Stored items:
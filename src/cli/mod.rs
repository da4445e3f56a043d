pub mod runner;
pub mod script;

use anyhow::{Context, Result};
use mvtokv::StoreConfig;
use std::fs;
use std::io::{self, Read};
use std::path::Path;

/// Store configuration from a JSON file, or the defaults
pub fn load_config(path: Option<&Path>) -> Result<StoreConfig> {
    let Some(path) = path else {
        return Ok(StoreConfig::default());
    };
    let text =
        fs::read_to_string(path).with_context(|| format!("reading config {}", path.display()))?;
    StoreConfig::from_json(&text).with_context(|| format!("parsing config {}", path.display()))
}

/// Script text from a file, or from stdin when no path is given
pub fn load_script(path: Option<&Path>) -> Result<String> {
    match path {
        Some(path) => {
            fs::read_to_string(path).with_context(|| format!("reading script {}", path.display()))
        }
        None => {
            let mut buf = String::new();
            io::stdin()
                .read_to_string(&mut buf)
                .context("reading script from stdin")?;
            Ok(buf)
        }
    }
}
//! Line-oriented script language for driving a store.
//!
//! ```text
//! # comment
//! t1 = begin
//! insert t1 1 100
//! commit t1
//! t2 = begin
//! read t2 1
//! write 2 1 200        # raw timestamps work too
//! show 1
//! ```

use mvtokv::{Key, Value};
use thiserror::Error;

#[derive(Error, Debug, PartialEq, Eq)]
pub enum ScriptError {
    #[error("line {line}: unknown command '{command}'")]
    UnknownCommand { line: usize, command: String },

    #[error("line {line}: '{command}' expects {expected} argument(s), got {got}")]
    WrongArity {
        line: usize,
        command: String,
        expected: usize,
        got: usize,
    },

    #[error("line {line}: '{token}' is not a number")]
    BadNumber { line: usize, token: String },

    #[error("line {line}: invalid transaction name '{name}'")]
    BadName { line: usize, name: String },

    #[error("line {line}: unknown transaction '{name}'")]
    UnknownTransaction { line: usize, name: String },
}

/// A transaction as written in a script: a bound name or a raw timestamp
#[derive(Debug, Clone, PartialEq, Eq)]
pub enum TxnRef {
    Name(String),
    Timestamp(u64),
}

#[derive(Debug, Clone, PartialEq, Eq)]
pub enum Command {
    Begin { bind: Option<String> },
    Insert { txn: TxnRef, key: Key, value: Value },
    Read { txn: TxnRef, key: Key },
    Write { txn: TxnRef, key: Key, value: Value },
    Commit { txn: TxnRef },
    Rollback { txn: TxnRef },
    Show { key: Key },
    Txn { txn: TxnRef },
    Active,
    Stats,
}

/// Parse one line. Blank lines and comments yield `None`.
pub fn parse_line(line_no: usize, line: &str) -> Result<Option<Command>, ScriptError> {
    let line = match line.find('#') {
        Some(pos) => &line[..pos],
        None => line,
    };
    let tokens: Vec<&str> = line.split_whitespace().collect();
    let Some((&head, args)) = tokens.split_first() else {
        return Ok(None);
    };

    // `name = begin`
    if args.first() == Some(&"=") {
        if args.len() != 2 || !args[1].eq_ignore_ascii_case("begin") {
            return Err(ScriptError::UnknownCommand {
                line: line_no,
                command: line.trim().to_string(),
            });
        }
        return Ok(Some(Command::Begin {
            bind: Some(binding_name(line_no, head)?),
        }));
    }

    let command = head.to_ascii_lowercase();
    let arity = |expected: usize| {
        if args.len() == expected {
            Ok(())
        } else {
            Err(ScriptError::WrongArity {
                line: line_no,
                command: command.clone(),
                expected,
                got: args.len(),
            })
        }
    };

    let parsed = match command.as_str() {
        "begin" => {
            arity(0)?;
            Command::Begin { bind: None }
        }
        "insert" => {
            arity(3)?;
            Command::Insert {
                txn: txn_ref(line_no, args[0])?,
                key: number(line_no, args[1])?,
                value: number(line_no, args[2])?,
            }
        }
        "read" => {
            arity(2)?;
            Command::Read {
                txn: txn_ref(line_no, args[0])?,
                key: number(line_no, args[1])?,
            }
        }
        "write" => {
            arity(3)?;
            Command::Write {
                txn: txn_ref(line_no, args[0])?,
                key: number(line_no, args[1])?,
                value: number(line_no, args[2])?,
            }
        }
        "commit" => {
            arity(1)?;
            Command::Commit {
                txn: txn_ref(line_no, args[0])?,
            }
        }
        "rollback" => {
            arity(1)?;
            Command::Rollback {
                txn: txn_ref(line_no, args[0])?,
            }
        }
        "show" => {
            arity(1)?;
            Command::Show {
                key: number(line_no, args[0])?,
            }
        }
        "txn" => {
            arity(1)?;
            Command::Txn {
                txn: txn_ref(line_no, args[0])?,
            }
        }
        "active" => {
            arity(0)?;
            Command::Active
        }
        "stats" => {
            arity(0)?;
            Command::Stats
        }
        _ => {
            return Err(ScriptError::UnknownCommand {
                line: line_no,
                command: command.clone(),
            });
        }
    };
    Ok(Some(parsed))
}

fn number(line_no: usize, token: &str) -> Result<i64, ScriptError> {
    token.parse().map_err(|_| ScriptError::BadNumber {
        line: line_no,
        token: token.to_string(),
    })
}

/// `7` and `txn_7` are timestamps, anything else is a name
fn txn_ref(line_no: usize, token: &str) -> Result<TxnRef, ScriptError> {
    let digits = token.strip_prefix("txn_").unwrap_or(token);
    if let Ok(ts) = digits.parse::<u64>() {
        return Ok(TxnRef::Timestamp(ts));
    }
    Ok(TxnRef::Name(binding_name(line_no, token)?))
}

fn binding_name(line_no: usize, token: &str) -> Result<String, ScriptError> {
    let valid = token
        .chars()
        .next()
        .is_some_and(|c| c.is_ascii_alphabetic() || c == '_')
        && token.chars().all(|c| c.is_ascii_alphanumeric() || c == '_')
        && !token.starts_with("txn_");

    if valid {
        Ok(token.to_string())
    } else {
        Err(ScriptError::BadName {
            line: line_no,
            name: token.to_string(),
        })
    }
}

Assigned task
Set down the data once more, exactly as shown above.

Task result
filename src/cli/mod.rs
repository da4445e3f56a043d
pub mod runner;
pub mod script;

use anyhow::{Context, Result};
use mvtokv::StoreConfig;
use std::fs;
use std::io::{self, Read};
use std::path::Path;

/// Store configuration from a JSON file, or the defaults
pub fn load_config(path: Option<&Path>) -> Result<StoreConfig> {
    let Some(path) = path else {
        return Ok(StoreConfig::default());
    };
    let text =
        fs::read_to_string(path).with_context(|| format!("reading config {}", path.display()))?;
    StoreConfig::from_json(&text).with_context(|| format!("parsing config {}", path.display()))
}

/// Script text from a file, or from stdin when no path is given
pub fn load_script(path: Option<&Path>) -> Result<String> {
    match path {
        Some(path) => {
            fs::read_to_string(path).with_context(|| format!("reading script {}", path.display()))
        }
        None => {
            let mut buf = String::new();
            io::stdin()
                .read_to_string(&mut buf)
                .context("reading script from stdin")?;
            Ok(buf)
        }
    }
}
//! Line-oriented script language for driving a store.
//!
//! ```text
//! # comment
//! t1 = begin
//! insert t1 1 100
//! commit t1
//! t2 = begin
//! read t2 1
//! write 2 1 200        # raw timestamps work too
//! show 1
//! ```

use mvtokv::{Key, Value};
use thiserror::Error;

#[derive(Error, Debug, PartialEq, Eq)]
pub enum ScriptError {
    #[error("line {line}: unknown command '{command}'")]
    UnknownCommand { line: usize, command: String },

    #[error("line {line}: '{command}' expects {expected} argument(s), got {got}")]
    WrongArity {
        line: usize,
        command: String,
        expected: usize,
        got: usize,
    },

    #[error("line {line}: '{token}' is not a number")]
    BadNumber { line: usize, token: String },

    #[error("line {line}: invalid transaction name '{name}'")]
    BadName { line: usize, name: String },

    #[error("line {line}: unknown transaction '{name}'")]
    UnknownTransaction { line: usize, name: String },
}

/// A transaction as written in a script: a bound name or a raw timestamp
#[derive(Debug, Clone, PartialEq, Eq)]
pub enum TxnRef {
    Name(String),
    Timestamp(u64),
}

#[derive(Debug, Clone, PartialEq, Eq)]
pub enum Command {
    Begin { bind: Option<String> },
    Insert { txn: TxnRef, key: Key, value: Value },
    Read { txn: TxnRef, key: Key },
    Write { txn: TxnRef, key: Key, value: Value },
    Commit { txn: TxnRef },
    Rollback { txn: TxnRef },
    Show { key: Key },
    Txn { txn: TxnRef },
    Active,
    Stats,
}

/// Parse one line. Blank lines and comments yield `None`.
pub fn parse_line(line_no: usize, line: &str) -> Result<Option<Command>, ScriptError> {
    let line = match line.find('#') {
        Some(pos) => &line[..pos],
        None => line,
    };
    let tokens: Vec<&str> = line.split_whitespace().collect();
    let Some((&head, args)) = tokens.split_first() else {
        return Ok(None);
    };

    // `name = begin`
    if args.first() == Some(&"=") {
        if args.len() != 2 || !args[1].eq_ignore_ascii_case("begin") {
            return Err(ScriptError::UnknownCommand {
                line: line_no,
                command: line.trim().to_string(),
            });
        }
        return Ok(Some(Command::Begin {
            bind: Some(binding_name(line_no, head)?),
        }));
    }

    let command = head.to_ascii_lowercase();
    let arity = |expected: usize| {
        if args.len() == expected {
            Ok(())
        } else {
            Err(ScriptError::WrongArity {
                line: line_no,
                command: command.clone(),
                expected,
                got: args.len(),
            })
        }
    };

    let parsed = match command.as_str() {
        "begin" => {
            arity(0)?;
            Command::Begin { bind: None }
        }
        "insert" => {
            arity(3)?;
            Command::Insert {
                txn: txn_ref(line_no, args[0])?,
                key: number(line_no, args[1])?,
                value: number(line_no, args[2])?,
            }
        }
        "read" => {
            arity(2)?;
            Command::Read {
                txn: txn_ref(line_no, args[0])?,
                key: number(line_no, args[1])?,
            }
        }
        "write" => {
            arity(3)?;
            Command::Write {
                txn: txn_ref(line_no, args[0])?,
                key: number(line_no, args[1])?,
                value: number(line_no, args[2])?,
            }
        }
        "commit" => {
            arity(1)?;
            Command::Commit {
                txn: txn_ref(line_no, args[0])?,
            }
        }
        "rollback" => {
            arity(1)?;
            Command::Rollback {
                txn: txn_ref(line_no, args[0])?,
            }
        }
        "show" => {
            arity(1)?;
            Command::Show {
                key: number(line_no, args[0])?,
            }
        }
        "txn" => {
            arity(1)?;
            Command::Txn {
                txn: txn_ref(line_no, args[0])?,
            }
        }
        "active" => {
            arity(0)?;
            Command::Active
        }
        "stats" => {
            arity(0)?;
            Command::Stats
        }
        _ => {
            return Err(ScriptError::UnknownCommand {
                line: line_no,
                command: command.clone(),
            });
        }
    };
    Ok(Some(parsed))
}

fn number(line_no: usize, token: &str) -> Result<i64, ScriptError> {
    token.parse().map_err(|_| ScriptError::BadNumber {
        line: line_no,
        token: token.to_string(),
    })
}

/// `7` and `txn_7` are timestamps, anything else is a name
fn txn_ref(line_no: usize, token: &str) -> Result<TxnRef, ScriptError> {
    let digits = token.strip_prefix("txn_").unwrap_or(token);
    if let Ok(ts) = digits.parse::<u64>() {
        return Ok(TxnRef::Timestamp(ts));
    }
    Ok(TxnRef::Name(binding_name(line_no, token)?))
}

fn binding_name(line_no: usize, token: &str) -> Result<String, ScriptError> {
    let valid = token
        .chars()
        .next()
        .is_some_and(|c| c.is_ascii_alphabetic() || c == '_')
        && token.chars().all(|c| c.is_ascii_alphanumeric() || c == '_')
        && !token.starts_with("txn_");

    if valid {
        Ok(token.to_string())
    } else {
        Err(ScriptError::BadName {
            line: line_no,
            name: token.to_string(),
        })
    }
}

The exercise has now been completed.